Deputy Prime Minister of Greece
- In office 26 August 1971 – 28 September 1973 Serving with Stylianos Pattakos
- Prime Minister: Georgios Papadopoulos
- Preceded by: Stylianos Pattakos
- Succeeded by: Stylianos Pattakos

Minister of Coordination of Greece
- In office 21 April 1967 – 25 August 1971
- Prime Minister: Konstantinos Kollias (Apr–Dec 1967); Georgios Papadopoulos (1967–1971);
- Preceded by: Panagiotis Pipinelis
- Succeeded by: Athanasios Kapsalis (as Minister of Coordination and Planning)

Personal details
- Born: 1919 Gravia, Greece
- Died: 3 August 2009 (aged 89–90) Athens, Greece
- Resting place: Papagou Cemetery
- Party: Independent
- Spouse: Harikleia Matthaiou
- Children: 2
- Education: Hellenic Military Academy; Athens University of Economics and Business; Panteion University; University of Piraeus;
- Occupation: Military officer; politician; writer;
- Civilian awards: Order of Isabella the Catholic (1972)

Military service
- Allegiance: Greece
- Branch/service: Hellenic Army Artillery; ;
- Years of service: 1937–1967
- Rank: Brigadier
- Battles/wars: World War II Greco-Italian War; Greek resistance; ; Dekemvriana; Greek Civil War; 1967 Greek coup d'état;
- Military awards: Cross of Valour; War Cross; Medal for Outstanding Acts; Medal of Military Merit;
- Criminal status: Deceased
- Criminal charge: Treason; Mutiny;

= Nikolaos Makarezos =

Greek politician and military officer (1919–2009)

Nikolaos Makarezos (Νικόλαος Μακαρέζος; 1919 – 3 August 2009) was an officer of the Hellenic Army who was one of the principal leaders of the 1967 Greek coup d'état, along with Colonel Georgios Papadopoulos, and Brigadier Stylianos Pattakos.
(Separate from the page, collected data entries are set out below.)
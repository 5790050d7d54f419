// Copyright (c) 2016-2021 Fabian Schuiki

//! Extraction of the files a top-level unit needs.

use crate::common::errors::*;
use crate::common::rel::{RelKind, Relation};
use crate::common::Session;
use crate::fileset::Fileset;
use crate::solver::solve;
use crate::srcfile::SourceUnit;
use std::collections::{HashMap, HashSet};
use std::path::Path;

/// Compute the subset of a fileset that the unit `top` transitively depends
/// on, including the file that declares `top`.
///
/// `top` names a VHDL entity or a Verilog module in the `work` library. If no
/// file declares it, a critical diagnostic is emitted and the entire fileset
/// is returned. The fileset is solved first if necessary. The result keeps
/// the insertion order of `fileset`.
///
/// The result may be larger than the set of units reachable over
/// `depends_on` edges. Every architecture and package body whose primary
/// unit is reached is added as well, together with its own dependencies.
pub fn closure<'a>(sess: &Session, fileset: &Fileset<'a>, top: &str) -> Fileset<'a> {
    if !fileset.is_solved() {
        if let Err(diag) = solve(sess, fileset) {
            sess.emit(diag);
            return fileset.clone();
        }
    }

    let candidates = [
        Relation::require("work", &top.to_lowercase(), RelKind::Entity),
        Relation::require("work", top, RelKind::Module),
    ];
    let top_unit = fileset
        .iter()
        .filter(|u| u.is_hdl())
        .find(|u| candidates.iter().any(|c| u.satisfies(c)));
    let top_unit = match top_unit {
        Some(u) => u,
        None => {
            sess.emit(
                DiagBuilder2::critical(format!("top level unit `{}` not found", top))
                    .add_note("no file declares an entity or module of that name")
                    .add_note("continuing with all files"),
            );
            return fileset.clone();
        }
    };
    debug!("top level unit `{}` is declared in {}", top, top_unit);

    // Secondary units that complete a primary unit, keyed by the primary.
    let mut secondaries: HashMap<&str, Vec<&'a SourceUnit<'a>>> = HashMap::new();
    for unit in fileset.iter().filter(|u| u.is_hdl()) {
        for rel in unit.provides() {
            if rel.kind() == RelKind::Architecture {
                secondaries.entry(rel.key()).or_default().push(unit);
            }
        }
    }

    let mut visited: HashSet<&'a Path> = HashSet::new();
    let mut pending = vec![top_unit];
    while let Some(unit) = pending.pop() {
        if !visited.insert(unit.path()) {
            continue;
        }
        trace!("closure enters {}", unit);
        pending.extend(unit.depends_on());
        for rel in unit.provides().filter(|r| r.kind().is_primary()) {
            if let Some(units) = secondaries.get(rel.key()) {
                pending.extend(units.iter().cloned());
            }
        }
    }

    let result = fileset.filter(|u| visited.contains(u.path()));
    debug!(
        "closure of `{}` keeps {} of {} files",
        top,
        result.len(),
        fileset.len()
    );
    result
}

/// Compute the files needed to build the unit `top`. These are the closure of
/// `top` plus all auxiliary files, in the insertion order of `fileset`.
pub fn build_set<'a>(sess: &Session, fileset: &Fileset<'a>, top: &str) -> Fileset<'a> {
    let needed = closure(sess, fileset, top);
    fileset.filter(|u| !u.is_hdl() || needed.contains(u))
}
Together they overthrew Prime Minister Panagiotis Kanellopoulos and established a military dictatorship that ruled Greece from 1967 until 1973. He served as Deputy Prime Minister (1971–1973) and Minister of Coordination (1967–1971).

== Early life and career ==
He was born in 1919, in Gravia, in the prefecture of Phocis. After finishing the local school and the gymnasium at Lamia, he entered the Hellenic Military Academy in 1937, graduating in 1940 with the rank of 2nd Lieutenant of Artillery. His first posting was in the 1st Heavy Artillery Regiment. He took part in the Greco-Italian War and the Battle of Greece, following which he served in the armed forces of the Greek government in exile. Following the war, he completed his studies at the Greek Artillery School at Megalo Pefko, where he also served as an instructor in later years. He also completed a course at the US Army's Artillery School at Babenhausen in West Germany, and studied Economics and Political Science. In 1962-1965, he was placed as a military attaché at the Greek embassy in Bonn.

== Junta ==
Along with fellow Colonel Georgios Papadopoulos and Brigadier Stylianos Pattakos, he led the group of mid-ranking officers that overthrew the government of Panagiotis Kanellopoulos in a coup d'état on 21 April 1967 and established a military regime—the "Junta of the Colonels"—that lasted for seven years. Makarezos was a central figure in most of the ensuing dictatorial governments, as Coordination Minister until August 1971 and from then on until October 1973 as Deputy Prime Minister. Among the senior junta leadership, he alone had a knowledge of economics, so he was entrusted with the country's economy. The early years of the regime saw a notable economic boom, with increased development rates, low unemployment and low inflation. This was achieved through extensive foreign investments, the construction of infrastructure projects and considerable investments in the tourism industry. By 1973 however, the rate of development had begun falling, and the widespread corruption and financial scandals, as well as political stagnation, resulted in a drop in the regime's popularity. When Papadopoulos attempted to slowly democratize the regime in 1973, appointing the civilian Spyros Markezinis as Prime Minister, Makarezos was dropped from his government role.

== Later life and death ==
Following the collapse of the junta in July 1974, Makarezos was placed under arrest and sent to the island of Kea. Along with other junta leaders, he was then put on trial for treason and rebellion. Found guilty and sentenced to death, his sentence was later commuted to life imprisonment.

Since 1990, Makarezos was released from jail on medical grounds on successive temporary leaves, but was confined to his house. He claimed to have regrets for many of his actions but continued to boast about his economic achievements during the junta.

He married Harikleia Matthaiou and they had two children, Ekaterini (b. 1945), and Ioannis (b. 1954).

He died in Athens, on 3 August 2009, at age 90. He was buried the next day at Papagou Cemetery.